I find it hard to believe, looking back on when I started this blog, that even half that number would be THAT interested in following me and this definitely gives me a great big boost! I know some people have thousands of followers and fifty seems awfully small compared, but it sounds HUGE to me…not to mention five has always been my favorite number.
I should have done my 12 in 12′ update on the first, but needless to say, this past week has been hectic. The day before April 1st I did a post, sounding like a story of someone else, yet it didn’t take much for everyone to figure out it was about me. I had been holding back a secret from some of the people closest to me for years and it was eating me up inside. I had a strong urge to write about the situation, but a part of me STILL felt unsure and not ready to claim it as my life so I decided to post in third person. Writing about the secret felt like I was draining horrific memories from myself and helping myself heal…which is something I should have started during my month two goal, but I just wasn’t ready. I think, deep down inside myself, I KNEW people would see through the third person and KNOW the truth, but I somehow hid that fact from myself so I wouldn’t delete it.
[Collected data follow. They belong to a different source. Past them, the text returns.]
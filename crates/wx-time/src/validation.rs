//! Historical coverage checks for requested instants.
//!
//! The validator does not know which products were requested. It reports
//! every coverage threshold the instant crosses and leaves relevance to the
//! caller; fetchers for the affected products fail on their own.

use std::fmt;

use chrono::{DateTime, Utc};
use serde::Serialize;
use tracing::warn;

use crate::config::CoverageLimits;
use crate::error::{TimeError, TimeResult};

/// Reason a request cannot proceed at all.
#[derive(Debug, Clone, Copy, PartialEq, Eq, Serialize)]
#[serde(rename_all = "snake_case")]
pub enum RangeFault {
    /// Before the earliest date any product covers
    BeforeEpoch,
    /// After `now`
    InFuture,
}

/// Coverage gap for a class of products; the request still proceeds.
#[derive(Debug, Clone, Copy, PartialEq, Eq, Hash, Serialize)]
#[serde(rename_all = "snake_case")]
pub enum CoverageWarning {
    BeforeGriddedCoverage,
    BeforeOutlookCoverage,
    BeyondSatelliteRetention,
}

impl fmt::Display for CoverageWarning {
    fn fmt(&self, f: &mut fmt::Formatter<'_>) -> fmt::Result {
        f.write_str(match self {
            CoverageWarning::BeforeGriddedCoverage => "out of range for gridded data",
            CoverageWarning::BeforeOutlookCoverage => "out of range for convective outlooks",
            CoverageWarning::BeyondSatelliteRetention => "out of range for satellite scans",
        })
    }
}

#[derive(Debug, Clone, PartialEq, Eq, Serialize)]
pub struct ValidationResult {
    pub fault: Option<RangeFault>,
    pub warnings: Vec<CoverageWarning>,
}

impl ValidationResult {
    pub fn is_fatal(&self) -> bool {
        self.fault.is_some()
    }

    pub fn has_warning(&self, warning: CoverageWarning) -> bool {
        self.warnings.contains(&warning)
    }
}

/// Check `instant` against the archive coverage limits.
pub fn validate(
    instant: DateTime<Utc>,
    now: DateTime<Utc>,
    limits: &CoverageLimits,
) -> ValidationResult {
    let fault = if instant < limits.epoch_utc() {
        Some(RangeFault::BeforeEpoch)
    } else if instant > now {
        Some(RangeFault::InFuture)
    } else {
        None
    };

    let mut warnings = Vec::new();
    if instant < limits.gridded_start_utc() {
        warnings.push(CoverageWarning::BeforeGriddedCoverage);
    }
    if instant < limits.outlook_start_utc() {
        warnings.push(CoverageWarning::BeforeOutlookCoverage);
    }
    if now - instant > limits.satellite_retention() {
        warnings.push(CoverageWarning::BeyondSatelliteRetention);
    }

    ValidationResult { fault, warnings }
}

/// Validate, log every warning and turn a fault into an error.
pub fn check(
    instant: DateTime<Utc>,
    now: DateTime<Utc>,
    limits: &CoverageLimits,
) -> TimeResult<Vec<CoverageWarning>> {
    let result = validate(instant, now, limits);

    match result.fault {
        Some(RangeFault::BeforeEpoch) => return Err(TimeError::BeforeEpoch(instant)),
        Some(RangeFault::InFuture) => return Err(TimeError::FutureInstant { instant, now }),
        None => {}
    }

    for warning in &result.warnings {
        warn!(instant = %instant, "Requested time is {}", warning);
    }
    Ok(result.warnings)
}

#[cfg(test)]
mod tests {
    use super::*;
    use chrono::TimeZone;

    fn utc(y: i32, mo: u32, d: u32) -> DateTime<Utc> {
        Utc.with_ymd_and_hms(y, mo, d, 0, 0, 0).unwrap()
    }

    #[test]
    fn test_recent_instant_is_clean() {
        let now = utc(2023, 11, 10);
        let result = validate(utc(2023, 11, 5), now, &CoverageLimits::default());
        assert!(!result.is_fatal());
        assert!(result.warnings.is_empty());
    }

    #[test]
    fn test_before_epoch_is_fatal() {
        let now = utc(2023, 11, 10);
        let result = validate(utc(1900, 1, 1), now, &CoverageLimits::default());
        assert_eq!(result.fault, Some(RangeFault::BeforeEpoch));
        assert!(check(utc(1900, 1, 1), now, &CoverageLimits::default()).is_err());
    }

    #[test]
    fn test_epoch_day_itself_is_allowed() {
        let now = utc(2023, 11, 10);
        assert!(!validate(utc(1931, 1, 2), now, &CoverageLimits::default()).is_fatal());
        assert!(validate(utc(1931, 1, 1), now, &CoverageLimits::default()).is_fatal());
    }

    #[test]
    fn test_future_is_fatal() {
        let now = utc(2023, 11, 10);
        let result = validate(utc(2023, 11, 11), now, &CoverageLimits::default());
        assert_eq!(result.fault, Some(RangeFault::InFuture));
    }

    #[test]
    fn test_outlook_gap_only() {
        let now = utc(2003, 1, 30);
        let result = validate(utc(2003, 1, 22), now, &CoverageLimits::default());
        assert_eq!(result.warnings, vec![CoverageWarning::BeforeOutlookCoverage]);
    }

    #[test]
    fn test_satellite_retention_boundary() {
        let now = utc(2023, 11, 20);
        let limits = CoverageLimits::default();
        assert!(!validate(utc(2023, 11, 7), now, &limits)
            .has_warning(CoverageWarning::BeyondSatelliteRetention));
        assert!(validate(utc(2023, 11, 6), now, &limits)
            .has_warning(CoverageWarning::BeyondSatelliteRetention));
    }
}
And it was a good thing I didn’t delete it, because it gave me a great way of finally exposing the truth in the best way for me. When I write about difficult things, it’s so much easier for me to talk about them and explain them than when I speak aloud. I’m not sure if it’s like that for everyone, but it is for me. Because of this blog, I was able to tell my secret to my mom and drop this burden I’ve been carrying. Until the moment after I spoke to her, I never realized how much this secret was holding me back. I feel an inner peace within I had never felt before.
A huge step has been taken in improving my life, but I know I still have some work to do, which is why I am looking for a counselor to talk with. Thankfully, I know I have the support to do so now.
As for updates on my other goals, which seem to diminish in comparison to this HUGE one I have got through, I have continued drinking water daily and I have gotten back to blogging more. So far, my first three goals are progressing wonderfully.
So, what’s my goal for April? Get on a regular schedule with my medicine and add vitamins to the mix. Yea, doesn’t sound that exciting, huh?
But…I seem to have a problem with consistently taking my medicine at the right times and I have even forgot at times in the past. Yea, not so good. Therefore, this is actually a HUGE important goal for me. Not to mention, I NEVER take vitamins anymore and my mom is always hounding me to take them. So starting today, I’m going to put a post it by my bed with the times I need to take my pills and a note to ADD vitamins! I am crossing my fingers that this one becomes a habit in a way going to the bathroom is. I read somewhere that it only takes like 2-3 weeks of doing something everyday before it becomes a habit, so here we go!